The technology is clearly ahead of its time. But a new client side CMS named firerift has my attention.
At first glance, Fire Rift is impressive. The CMS has set out to make life easier for developers by only managing your content via the CMS. No more hacking of your html and css to fit the limitations of your CMS’s templating system (often archaic and completely different across various other CMS’s.) With Fire Rift, you cut and code your psd and let Fire Rift take care of the content via css class names or javascript.
Meet the interface:
Creating content looks dead simple thanks to a back end that is hands down the cleanest I’ve seen from any other cms editor. See the overview video for more info.
Ahead of it’s time:
With every new CMS there are issues that may get in the way of fulfilling your project requirements. The biggest debate centered around Fire Rift is the questionable handling of content for SEO. The problem is that Fire Rift is a javascript based CMS. That means the actual content on the page relies on javascript to be displayed. Try a view source of this Fire Rift powered example page to see what I mean. Google’s search engine reportedly only has the ability to index content via an onClick event. Meaning google only sees your html framework sans the content from the CMS. This fact alone is the EPIC FAIL flaw of Fire Rift. It may just work against you when competing for top results against other server side CMS systems serving up similar content in the page.

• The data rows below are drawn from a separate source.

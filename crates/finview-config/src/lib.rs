//! Configuration management for finview
//!
//! Handles loading and validation of finview configuration
//! from YAML files.

pub mod error;

use serde::{Deserialize, Serialize};
use std::path::Path;

pub use error::{ConfigError, ConfigResult};

// ==================== Configuration Types ====================

/// Remote API configuration
#[derive(Debug, Clone, Serialize, Deserialize)]
pub struct ApiConfig {
    /// Base URL of the finance API (including the version prefix)
    #[serde(default = "default_base_url")]
    pub base_url: String,
}

impl Default for ApiConfig {
    fn default() -> Self {
        Self {
            base_url: default_base_url(),
        }
    }
}

fn default_base_url() -> String {
    "http://localhost:8000/api/v1".to_string()
}

/// Login credentials (optional)
#[derive(Debug, Clone, Serialize, Deserialize)]
pub struct AuthConfig {
    pub email: String,
    pub password: String,
}

/// List display settings
#[derive(Debug, Clone, Serialize, Deserialize)]
pub struct DisplayConfig {
    /// Rows per page for the transaction list
    #[serde(default = "default_rows_per_page")]
    pub rows_per_page: u32,
}

impl Default for DisplayConfig {
    fn default() -> Self {
        Self {
            rows_per_page: default_rows_per_page(),
        }
    }
}

fn default_rows_per_page() -> u32 {
    15
}

/// Logging configuration
#[derive(Debug, Clone, Serialize, Deserialize)]
pub struct LoggingConfig {
    /// Log level: debug, info, warn, error
    #[serde(default = "default_log_level")]
    pub level: String,
}

impl Default for LoggingConfig {
    fn default() -> Self {
        Self {
            level: default_log_level(),
        }
    }
}

fn default_log_level() -> String {
    "info".to_string()
}

/// Top-level configuration
#[derive(Debug, Clone, Serialize, Deserialize, Default)]
pub struct Config {
    /// Remote API settings
    #[serde(default)]
    pub api: ApiConfig,
    /// Login credentials (optional)
    #[serde(default)]
    pub auth: Option<AuthConfig>,
    /// List display settings
    #[serde(default)]
    pub display: DisplayConfig,
    /// Logging settings
    #[serde(default)]
    pub logging: LoggingConfig,
}

/// Page sizes the transaction list accepts
const ROWS_PER_PAGE_CHOICES: [u32; 4] = [15, 30, 50, 100];

impl Config {
    /// Load configuration from a YAML file
    pub fn load<P: AsRef<Path>>(path: P) -> ConfigResult<Self> {
        let path = path.as_ref();
        if !path.exists() {
            return Err(ConfigError::FileNotFound {
                path: path.to_string_lossy().to_string(),
            });
        }

        let content = std::fs::read_to_string(path).map_err(|e| ConfigError::IoError {
            message: e.to_string(),
        })?;

        let config: Config =
            serde_yaml::from_str(&content).map_err(|e| ConfigError::InvalidYaml {
                message: e.to_string(),
            })?;

        config.validate()?;
        Ok(config)
    }

    /// Validate field values
    pub fn validate(&self) -> ConfigResult<()> {
        if self.api.base_url.is_empty() {
            return Err(ConfigError::InvalidValue {
                field: "api.base_url".to_string(),
                reason: "base URL must not be empty".to_string(),
            });
        }

        if !ROWS_PER_PAGE_CHOICES.contains(&self.display.rows_per_page) {
            return Err(ConfigError::InvalidValue {
                field: "display.rows_per_page".to_string(),
                reason: format!(
                    "must be one of {:?}, got {}",
                    ROWS_PER_PAGE_CHOICES, self.display.rows_per_page
                ),
            });
        }

        Ok(())
    }
}

// ==================== Tests ====================

#[cfg(test)]
mod tests {
    use super::*;

    #[test]
    fn test_default_config() {
        let config = Config::default();
        assert_eq!(config.api.base_url, "http://localhost:8000/api/v1");
        assert_eq!(config.display.rows_per_page, 15);
        assert_eq!(config.logging.level, "info");
        assert!(config.auth.is_none());
        assert!(config.validate().is_ok());
    }

    #[test]
    fn test_parse_full_config() {
        let yaml = r#"
api:
  base_url: "https://finance.example.org/api/v1"
auth:
  email: "user@example.org"
  password: "secret"
display:
  rows_per_page: 50
logging:
  level: "debug"
"#;
        let config: Config = serde_yaml::from_str(yaml).unwrap();
        assert_eq!(config.api.base_url, "https://finance.example.org/api/v1");
        assert_eq!(config.auth.as_ref().unwrap().email, "user@example.org");
        assert_eq!(config.display.rows_per_page, 50);
        assert_eq!(config.logging.level, "debug");
        assert!(config.validate().is_ok());
    }

    #[test]
    fn test_partial_config_uses_defaults() {
        let yaml = "api:\n  base_url: \"https://money.example.org/v1\"\n";
        let config: Config = serde_yaml::from_str(yaml).unwrap();
        assert_eq!(config.api.base_url, "https://money.example.org/v1");
        assert_eq!(config.display.rows_per_page, 15);
    }

    #[test]
    fn test_invalid_rows_per_page_rejected() {
        let yaml = "display:\n  rows_per_page: 42\n";
        let config: Config = serde_yaml::from_str(yaml).unwrap();
        assert!(config.validate().is_err());
    }

    #[test]
    fn test_missing_file() {
        let result = Config::load("/nonexistent/finview.yaml");
        assert!(matches!(result, Err(ConfigError::FileNotFound { .. })));
    }
}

In my opinion this is a great step forward for dynamic content. As many browsers focus on boosting javascript performance and treating the web as an app thus blurring the lines between desktop and cloud computing. But this CMS is not ready for primetime. Unless google finds a new way to index content via javascript (completely possible but not in the near future) or you go ahead and also serve up static content html pages (rendering the idea of a cms useless), I would consider it a beta idea that would be fun for designers/web developers to experiment with or use on sites that truly do not need to be spidered every day for content.